Ocwen misstated mortgage value results

Ocwen Financial, the mortgage-servicing giant controlled by William Erbey, misstated the value of mortgages sold to a second Erbey-founded company over a 15-month period, a company regulatory filing Tuesday revealed.

The misstatements happened as the billionaire businessman moved his stake in that second company, Home Loan Servicing Solutions, to an overseas tax shelter, separate regulatory filings show.

Erbey’s financial moves came to light Tuesday after Ocwen, the country’s largest non-bank mortgage servicer, warned investors audited financial filings for last year and the first three months of 2014 “should no longer be relied upon.”

That period coincides with Erbey transferring his stake in HLSS, which bought the Ocwen mortgages, from a US fund to one based in the US Virgin Islands, according to public filings.

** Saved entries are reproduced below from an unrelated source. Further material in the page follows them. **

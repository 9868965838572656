//! Batch loader behaviour across reruns and partial failures

mod common;

use async_trait::async_trait;
use common::{authors, write_gz, Harness, PARTITION};
use oaetl_ingest::checkpoint::EntityStatus;
use oaetl_ingest::config::LoaderConfig;
use oaetl_ingest::error::IngestError;
use oaetl_ingest::loader::BatchLoader;
use oaetl_ingest::normalize::OpenAlexNormalizer;
use oaetl_ingest::schema::SqlValue;
use oaetl_ingest::sink::{MemorySink, Sink, TableBatch};
use oaetl_ingest::source::SourceFile;
use oaetl_ingest::EntityKind;
use serde_json::json;
use std::path::PathBuf;
use std::sync::atomic::{AtomicUsize, Ordering};
use std::sync::Arc;

fn source_file(kind: EntityKind, name: &str) -> SourceFile {
    SourceFile {
        entity: kind,
        partition: format!("{}/", PARTITION),
        name: name.to_string(),
        full_path: format!("mirror/{}/{}/{}", kind, PARTITION, name),
    }
}

fn loader<S: Sink>(h: &Harness, sink: S, batch_size: usize) -> BatchLoader<OpenAlexNormalizer, S> {
    BatchLoader::new(
        OpenAlexNormalizer,
        sink,
        h.checkpoint.clone(),
        LoaderConfig {
            batch_size,
            max_record_errors: 5,
        },
    )
}

fn local_gz(h: &Harness, name: &str, lines: &[String]) -> PathBuf {
    let path = h.root.path().join("files").join(name);
    write_gz(&path, lines);
    path
}

fn work_line() -> String {
    json!({
        "id": "https://openalex.org/W100",
        "doi": "https://doi.org/10.1/abc",
        "title": "On loading",
        "publication_year": 2021,
        "publication_date": "2021-03-04",
        "ids": {"openalex": "https://openalex.org/W100", "pmid": "123"},
        "primary_location": {"is_oa": true, "source": {"id": "https://openalex.org/S1"}},
        "locations": [
            {"is_oa": true, "source": {"id": "https://openalex.org/S1"}},
            {"is_oa": false, "landing_page_url": "https://example.org/w100"}
        ],
        "open_access": {"is_oa": true, "oa_status": "gold"},
        "authorships": [
            {"author_position": "first", "author": {"id": "https://openalex.org/A1"},
             "institutions": [{"id": "https://openalex.org/I1"}]},
            {"author_position": "last", "author": {"id": "https://openalex.org/A2"}}
        ],
        "topics": [{"id": "https://openalex.org/T1", "score": 0.9}],
        "referenced_works": ["https://openalex.org/W1", "https://openalex.org/W2"],
        "related_works": ["https://openalex.org/W3"],
        "counts_by_year": [{"year": 2023, "cited_by_count": 4}]
    })
    .to_string()
}

#[tokio::test]
async fn test_reloading_a_file_is_idempotent() {
    let h = Harness::new();
    let path = local_gz(&h, "a.gz", &authors(0..4));
    let file = source_file(EntityKind::Authors, "a.gz");
    let loader = loader(&h, h.sink.clone(), 3);

    loader.process_file(&path, &file).await.unwrap();
    let first = h.sink.rows("authors");
    loader.process_file(&path, &file).await.unwrap();

    assert_eq!(h.sink.rows("authors"), first);
    assert_eq!(h.sink.row_count("authors_counts_by_year"), 4);
    // The counter only moves when a file is newly completed.
    assert_eq!(h.checkpoint.load().total_processed["authors_count"], 4);
}

/// Fails exactly one write, the `fail_at`-th (zero-based)
struct FailOnce {
    inner: Arc<MemorySink>,
    fail_at: usize,
    calls: AtomicUsize,
}

#[async_trait]
impl Sink for FailOnce {
    async fn write(&self, batches: &[TableBatch]) -> oaetl_ingest::Result<u64> {
        if self.calls.fetch_add(1, Ordering::SeqCst) == self.fail_at {
            self.inner.fail_next(1);
        }
        self.inner.write(batches).await
    }
}

#[tokio::test]
async fn test_rerun_after_mid_file_failure() {
    let h = Harness::new();
    let path = local_gz(&h, "a.gz", &authors(0..4));
    let file = source_file(EntityKind::Authors, "a.gz");

    let failing = FailOnce {
        inner: h.sink.clone(),
        fail_at: 1,
        calls: AtomicUsize::new(0),
    };
    let err = loader(&h, failing, 2).process_file(&path, &file).await.unwrap_err();
    assert!(matches!(err, IngestError::Flush { .. }));

    // The first flush is durable, the file is not.
    assert_eq!(h.sink.row_count("authors"), 2);
    let state = h.checkpoint.load();
    let entity = state.entity(EntityKind::Authors).unwrap();
    assert_eq!(entity.status, EntityStatus::InProgress);
    assert_eq!(entity.current_file.as_deref(), Some("updated_date=2024-02-01/a.gz"));
    assert!(entity.completed_files.is_empty());

    let report = loader(&h, h.sink.clone(), 2).process_file(&path, &file).await.unwrap();

    assert_eq!(report.records, 4);
    assert_eq!(h.sink.row_count("authors"), 4);
    assert_eq!(h.checkpoint.load().total_processed["authors_count"], 4);
}

#[tokio::test]
async fn test_work_fans_out_to_every_table() {
    let h = Harness::new();
    let path = local_gz(&h, "w.gz", &[work_line()]);

    let report = loader(&h, h.sink.clone(), 10)
        .process_file(&path, &source_file(EntityKind::Works, "w.gz"))
        .await
        .unwrap();

    assert_eq!(report.records, 1);
    assert_eq!(h.sink.row_count("works"), 1);
    assert_eq!(h.sink.row_count("works_ids"), 1);
    assert_eq!(h.sink.row_count("works_primary_locations"), 1);
    assert_eq!(h.sink.row_count("works_locations"), 2);
    assert_eq!(h.sink.row_count("works_open_access"), 1);
    assert_eq!(h.sink.row_count("works_authorships"), 2);
    assert_eq!(h.sink.row_count("works_topics"), 1);
    assert_eq!(h.sink.row_count("works_referenced_works"), 2);
    assert_eq!(h.sink.row_count("works_related_works"), 1);
    assert_eq!(h.sink.row_count("works_counts_by_year"), 1);

    let works = h.sink.rows("works");
    assert_eq!(works[0]["publication_year"], SqlValue::Integer(Some(2021)));
}

#[tokio::test]
async fn test_rerun_keeps_keyed_tables_unique() {
    let h = Harness::new();
    let path = local_gz(&h, "w.gz", &[work_line()]);
    let file = source_file(EntityKind::Works, "w.gz");
    let loader = loader(&h, h.sink.clone(), 10);

    loader.process_file(&path, &file).await.unwrap();
    loader.process_file(&path, &file).await.unwrap();

    assert_eq!(h.sink.row_count("works"), 1);
    assert_eq!(h.sink.row_count("works_authorships"), 2);
    assert_eq!(h.sink.row_count("works_referenced_works"), 2);
    assert_eq!(h.sink.row_count("works_locations"), 2);
}

#[tokio::test]
async fn test_locations_survive_crash_rerun_without_duplicates() {
    let h = Harness::new();
    let lines = [work_line(), work_line().replace("W100", "W101")];
    let path = local_gz(&h, "w.gz", &lines);
    let file = source_file(EntityKind::Works, "w.gz");

    let failing = FailOnce {
        inner: h.sink.clone(),
        fail_at: 1,
        calls: AtomicUsize::new(0),
    };
    assert!(loader(&h, failing, 1).process_file(&path, &file).await.is_err());
    assert_eq!(h.sink.row_count("works_locations"), 2);

    loader(&h, h.sink.clone(), 1).process_file(&path, &file).await.unwrap();

    // W100's locations were flushed twice but stored once.
    assert_eq!(h.sink.row_count("works"), 2);
    assert_eq!(h.sink.row_count("works_locations"), 4);
    let sources: Vec<SqlValue> = h
        .sink
        .rows("works_locations")
        .iter()
        .map(|row| row["source_id"].clone())
        .collect();
    assert!(sources.contains(&SqlValue::Text(Some(String::new()))));
}

#[tokio::test]
async fn test_concatenated_gzip_members_are_read() {
    let h = Harness::new();
    let first = local_gz(&h, "first.gz", &authors(0..2));
    let second = local_gz(&h, "second.gz", &authors(2..3));
    let mut joined = std::fs::read(&first).unwrap();
    joined.extend(std::fs::read(&second).unwrap());
    let path = h.root.path().join("files").join("joined.gz");
    std::fs::write(&path, joined).unwrap();

    let report = loader(&h, h.sink.clone(), 10)
        .process_file(&path, &source_file(EntityKind::Authors, "joined.gz"))
        .await
        .unwrap();

    assert_eq!(report.records, 3);
}

#[tokio::test]
async fn test_corrupt_gzip_fails_file() {
    let h = Harness::new();
    let path = h.root.path().join("broken.gz");
    std::fs::write(&path, b"\x1f\x8b\x08\x00 definitely not deflate").unwrap();

    let result = loader(&h, h.sink.clone(), 10)
        .process_file(&path, &source_file(EntityKind::Authors, "broken.gz"))
        .await;

    assert!(result.is_err());
    assert!(!h
        .checkpoint
        .is_file_complete(EntityKind::Authors, "updated_date=2024-02-01/broken.gz"));
}
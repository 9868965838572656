//! Crash-recoverable ingestion progress
//!
//! The checkpoint answers two questions for the pipeline: which source files
//! of an entity kind are already fully loaded, and whether the whole entity
//! kind is done. A file is only added to `completed_files` after its final
//! flush committed, so a crash at any point leaves it eligible for a full
//! reprocess on the next run.

pub mod state;
pub mod store;

pub use state::{
    CheckpointState, CheckpointSummary, EntityState, EntityStatus, EntitySummary, ErrorEntry,
};
pub use store::CheckpointStore;
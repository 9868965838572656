//! Destination table registry
//!
//! Every entity kind owns a fixed set of tables. Exactly one of them is the
//! primary table (one row per record); the rest hang off it. A table's
//! [`TableRole`] decides the conflict target of its upserts:
//!
//! | role          | conflict target            | on conflict                  |
//! |---------------|----------------------------|------------------------------|
//! | `Primary`     | record id column           | overwrite all other columns  |
//! | `OneToOne`    | owning entity's id column  | overwrite all other columns  |
//! | `Association` | natural composite key      | overwrite metric columns     |
//! | `Append`      | none                       | ignore                       |

mod tables;
mod value;

pub use tables::{primary_table, table_for, tables_for};
pub use value::SqlValue;

use crate::entity::EntityKind;
use crate::error::{IngestError, Result};
use crate::normalize::Row;
use std::fmt::Write;

/// Postgres column types used by the destination tables
#[derive(Debug, Clone, Copy, PartialEq, Eq)]
pub enum ColumnType {
    Text,
    BigInt,
    Integer,
    Double,
    Boolean,
    Date,
    Timestamp,
    Jsonb,
}

impl ColumnType {
    pub fn sql_name(self) -> &'static str {
        match self {
            ColumnType::Text => "TEXT",
            ColumnType::BigInt => "BIGINT",
            ColumnType::Integer => "INTEGER",
            ColumnType::Double => "DOUBLE PRECISION",
            ColumnType::Boolean => "BOOLEAN",
            ColumnType::Date => "DATE",
            ColumnType::Timestamp => "TIMESTAMP",
            ColumnType::Jsonb => "JSONB",
        }
    }
}

#[derive(Debug, Clone, Copy, PartialEq, Eq)]
pub struct Column {
    pub name: &'static str,
    pub ty: ColumnType,
}

/// How a table relates to the record it was derived from
#[derive(Debug, Clone, Copy, PartialEq, Eq)]
pub enum TableRole {
    /// Main entity table keyed by the record id
    Primary { id: &'static str },
    /// At most one row per owning record (`*_ids`, geo)
    OneToOne { owner: &'static str },
    /// Many rows per record, unique on `key`
    Association { key: &'static [&'static str] },
    /// No natural uniqueness
    Append,
}

/// One destination table
#[derive(Debug, Clone, Copy, PartialEq, Eq)]
pub struct TableSpec {
    pub entity: EntityKind,
    pub name: &'static str,
    pub role: TableRole,
    pub columns: &'static [Column],
}

impl TableSpec {
    /// Columns identifying a row for upserts; empty for append-only tables
    pub fn conflict_target(&self) -> Vec<&'static str> {
        match self.role {
            TableRole::Primary { id } => vec![id],
            TableRole::OneToOne { owner } => vec![owner],
            TableRole::Association { key } => key.to_vec(),
            TableRole::Append => Vec::new(),
        }
    }

    pub fn is_primary(&self) -> bool {
        matches!(self.role, TableRole::Primary { .. })
    }

    /// Columns rewritten when an upsert hits an existing row
    pub fn update_columns(&self) -> Vec<&'static str> {
        let target = self.conflict_target();
        self.columns
            .iter()
            .map(|c| c.name)
            .filter(|name| !target.contains(name))
            .collect()
    }

    pub fn column_names(&self) -> Vec<&'static str> {
        self.columns.iter().map(|c| c.name).collect()
    }

    /// Positions of the conflict target columns in `columns`
    pub fn key_positions(&self) -> Vec<usize> {
        self.conflict_target()
            .iter()
            .filter_map(|key| self.columns.iter().position(|c| c.name == *key))
            .collect()
    }

    /// Convert a normalized row into column-ordered typed values.
    ///
    /// Missing columns become NULL; unknown keys in `row` are ignored. A NULL
    /// in a conflict target column is rejected since the row could never be
    /// matched again.
    pub fn coerce_row(&self, row: &Row) -> Result<Vec<SqlValue>> {
        let target = self.conflict_target();
        self.columns
            .iter()
            .map(|column| {
                let value = SqlValue::coerce(column.ty, row.get(column.name)).map_err(|e| {
                    IngestError::Normalize(format!("{}.{}: {}", self.name, column.name, e))
                })?;
                if value.is_null() && target.contains(&column.name) {
                    return Err(IngestError::Normalize(format!(
                        "{}.{} is part of the conflict key and must not be null",
                        self.name, column.name
                    )));
                }
                Ok(value)
            })
            .collect()
    }

    /// `CREATE TABLE IF NOT EXISTS` with a constraint matching the conflict target
    pub fn create_table_sql(&self, schema: &str) -> String {
        let mut sql = format!(
            "CREATE TABLE IF NOT EXISTS {}.{} (\n",
            quote_ident(schema),
            quote_ident(self.name)
        );
        let definitions: Vec<String> = self
            .columns
            .iter()
            .map(|c| format!("    {} {}", quote_ident(c.name), c.ty.sql_name()))
            .collect();
        sql.push_str(&definitions.join(",\n"));

        let target: Vec<String> = self.conflict_target().iter().map(|c| quote_ident(c)).collect();
        if !target.is_empty() {
            let _ = write!(sql, ",\n    PRIMARY KEY ({})", target.join(", "));
        }
        sql.push_str("\n)");
        sql
    }
}

/// Double-quote a Postgres identifier, escaping embedded quotes
pub(crate) fn quote_ident(identifier: &str) -> String {
    format!("\"{}\"", identifier.replace('"', "\"\""))
}

/// DDL for the schema and every registered table
pub fn create_schema_sql(schema: &str) -> Vec<String> {
    let mut statements = vec![format!("CREATE SCHEMA IF NOT EXISTS {}", quote_ident(schema))];
    for kind in EntityKind::ALL {
        statements.extend(tables_for(kind).iter().map(|t| t.create_table_sql(schema)));
    }
    statements
}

The Virgin Island provides investors with a low-tax haven.

Erbey, the CEO of Ocwen, a company that has spun off multiple other public companies, such as HLSS, that have found themselves in the crosshairs of regulators.

Both the US fund, FF Plaza Limited Partnership, and the Virgin Island fund, Salt Pond Holdings, are controlled by Erbey and his wife, E. Elaine, according to the filings.

Erbey didn’t do anything wrong with transferring the stock over to Salt Pond, James Lauter, HLSS’s CFO, told The Post.

“His stake in HLSS is fully disclosed,” he said. “[Erbey] owns them in other entities rather than in his own name.”

Last week, Ben Lawsky, superintendent of the New York Department of Financial Services, sent a letter to Ocwen accusing the company of hiding at least $65 million in funds to enrich its CEO.

The DFS, New York’s top financial-services regulator, which installed a monitor inside Ocwen in 2012 to oversee the mortgage servicer, is looking into potential abuses at HLSS, one person familiar with probe told The Post.

On Tuesday, Ocwen said that it had botched five quarters’ worth of financial statements, leaving a $17 million hole in last year’s pre-tax income.

The company misjudged its own accounts by placing the wrong value on its right to service mortgages — which it sold to HLSS, the company said in Tuesday’s filing.

Since at least the beginning of 2013, Ocwen allowed itself a plus-or-minus 5 percent buffer when booking the value of mortgage servicing rights (MSRs) — even though it relied on a third party to do the valuing for them.

That value of those MSRs with the price buffer “is the cause of the restatement,” Ocwen said.

HLSS, the company that bought the MSRs, might reinstate the buffer zones, Lauter said.

“What we’re going to do in the future is a little different,” he said, without disclosing how much buffer HLSS would use.

The company said those mortgage rights were worth $634.4 million at the time, according to the statement.

Shares of Ocwen fell 4.5 percent on Tuesday, to $25.16, in heavy trading.

Matt Anderson, a spokesman for the DFS, declined to comment.